Antonia irrumpió en el cuarto sin la menor consideración, se dejó caer en el sofá y dijo:
—¿Qué hicieron los angelitos que tienen que pensar y discutir su castigo?
¿Algo del colegio...? No creo que Diego haya hecho nada en contra de sus ama- dos profesores. Tiene que ser Pablo el culpable. ¿Desorden, malas notas? Todo es posible para mi hermanito. Y cualquiera que sea el castigo, lo tiene merecido. La mamá miró fijamente a Antonia y le pidió que saliera. Ella se fue refunfuñando a la cocina a interrogar a la abuela para saber qué estaba sucediendo. Esa noche se reunieron la mamá de Diego y los padres de Pablo. La abuela, intentando ejercer su autoridad de madre de las respectivas mamás y suegra del papá, interrumpía constantemente a favor de los niños. Además, debía demostrar su sabiduría de persona mayor, descendiente directa de un empresario de las salitreras que había dejado sus huesos en la pampa:
—Ellos deben conocer el lugar donde trabajó durante tres años mi padre, es decir, su bisabuelo, y donde su hermano, o sea, mi tío, se quedó administrando una de las salitreras más grandes del mundo.
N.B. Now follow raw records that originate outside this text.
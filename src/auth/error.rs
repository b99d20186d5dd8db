// SPDX-License-Identifier: AGPL-3.0-or-later
//
// Copyright (C) 2026 Relational Network

//! Authentication and authorization errors.

use axum::{
    http::StatusCode,
    response::{IntoResponse, Response},
    Json,
};
use serde::Serialize;

/// Authentication error type.
///
/// `Unavailable` is kept apart from `AuthenticationFailed` so clients can
/// tell "retry later" from "your credential is bad".
#[derive(Debug, Clone, PartialEq)]
pub enum AuthError {
    /// No authorization header present
    MissingAuthHeader,
    /// Header is not `Token <value>` or `Bearer <value>`
    InvalidAuthHeader,
    /// The identity authority rejected the credential
    AuthenticationFailed(String),
    /// The identity authority could not be reached in time
    Unavailable(String),
    /// Caller is not allowed to perform the operation
    Forbidden,
}

#[derive(Serialize)]
struct AuthErrorBody {
    error: String,
    error_code: String,
}

impl AuthError {
    /// Get the error code for this error.
    pub fn error_code(&self) -> &'static str {
        match self {
            AuthError::MissingAuthHeader => "missing_auth_header",
            AuthError::InvalidAuthHeader => "invalid_auth_header",
            AuthError::AuthenticationFailed(_) => "authentication_failed",
            AuthError::Unavailable(_) => "identity_unavailable",
            AuthError::Forbidden => "forbidden",
        }
    }

    /// Get the HTTP status code for this error.
    pub fn status_code(&self) -> StatusCode {
        match self {
            AuthError::MissingAuthHeader
            | AuthError::InvalidAuthHeader
            | AuthError::AuthenticationFailed(_) => StatusCode::UNAUTHORIZED,
            AuthError::Unavailable(_) => StatusCode::SERVICE_UNAVAILABLE,
            AuthError::Forbidden => StatusCode::FORBIDDEN,
        }
    }
}

impl std::fmt::Display for AuthError {
    fn fmt(&self, f: &mut std::fmt::Formatter<'_>) -> std::fmt::Result {
        match self {
            AuthError::MissingAuthHeader => write!(f, "Authorization header is required"),
            AuthError::InvalidAuthHeader => write!(
                f,
                "Invalid authorization header format (expected 'Token <value>' or 'Bearer <value>')"
            ),
            AuthError::AuthenticationFailed(msg) => write!(f, "Authentication failed: {msg}"),
            AuthError::Unavailable(msg) => write!(f, "Identity service unavailable: {msg}"),
            AuthError::Forbidden => write!(f, "Insufficient permissions for this operation"),
        }
    }
}

impl std::error::Error for AuthError {}

impl IntoResponse for AuthError {
    fn into_response(self) -> Response {
        let status = self.status_code();
        let body = Json(AuthErrorBody {
            error: self.to_string(),
            error_code: self.error_code().to_string(),
        });
        (status, body).into_response()
    }
}
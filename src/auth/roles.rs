// SPDX-License-Identifier: AGPL-3.0-or-later
//
// Copyright (C) 2026 Relational Network

//! Caller roles for authorization.

use serde::{Deserialize, Serialize};
use utoipa::ToSchema;

/// Caller roles as reported by the identity authority.
///
/// ## Role Hierarchy
///
/// - `Administrator` - Everything a banker can do
/// - `Banker` - Reads every account, works the approval queue
/// - `Customer` - Acts on accounts they own
#[derive(Debug, Clone, Copy, PartialEq, Eq, Hash, Default, Serialize, Deserialize, ToSchema)]
#[serde(rename_all = "lowercase")]
pub enum Role {
    /// Account holder (least privilege)
    #[default]
    Customer,
    /// Bank staff approving pending actions
    Banker,
    /// Full administrative access
    Administrator,
}

impl Role {
    /// Check if this role has at least the privileges of the required role.
    pub fn has_privilege(&self, required: Role) -> bool {
        match (self, required) {
            (Role::Administrator, _) => true,
            (Role::Banker, Role::Banker | Role::Customer) => true,
            (Role::Customer, Role::Customer) => true,
            _ => false,
        }
    }

    /// Banker or administrator.
    pub fn is_staff(&self) -> bool {
        self.has_privilege(Role::Banker)
    }

    /// Parse role from string (case-insensitive).
    /// Accepts the identity authority's legacy French role names.
    pub fn from_str(s: &str) -> Option<Role> {
        match s.trim().to_lowercase().as_str() {
            "customer" | "client" => Some(Role::Customer),
            "banker" | "banquier" => Some(Role::Banker),
            "administrator" | "admin" | "administrateur" => Some(Role::Administrator),
            _ => None,
        }
    }
}

impl std::fmt::Display for Role {
    fn fmt(&self, f: &mut std::fmt::Formatter<'_>) -> std::fmt::Result {
        match self {
            Role::Customer => write!(f, "customer"),
            Role::Banker => write!(f, "banker"),
            Role::Administrator => write!(f, "administrator"),
        }
    }
}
En medio de la aridez del desierto, rodeado de peligros, cuando el viaje desde Santiago hasta Iquique era de varias semanas en tren y la gente moría en el trayecto, mi tío se instaló con su familia y sacrificadamente trabajó de sol a sol.
—La que en verdad se sacrificó fue su familia —dijo Antonia, temblando al pensar que pudiera tocarle un destino semejante—. Porque si a él se le ocurrió buscar ese trabajo espantoso, es su problema. Pero la pobre familia que tuvo que dejarlo todo para instalarse en el medio de la nada... —miró a sus padres con cara de súplica y agregó—: Por favor, nunca me hagan eso.
—Iquique es una ciudad preciosa, estarías feliz ahí —dijo su mamá.
—Tal vez ahora lo sea y ya no esté tan lejos gracias a los aviones. Pero imagínate que a ustedes se les ocurriera irse a colonizar unas islitas en el extremo sur, cerca de la Antártica. ¡No cuenten conmigo!
A pesar de las interrupciones y tras un llamado a los padres de Cósima, acordaron aceptar la invitación. Les dieron miles de instrucciones que los niños escucharon pacientemente e iniciaron los preparativos del viaje.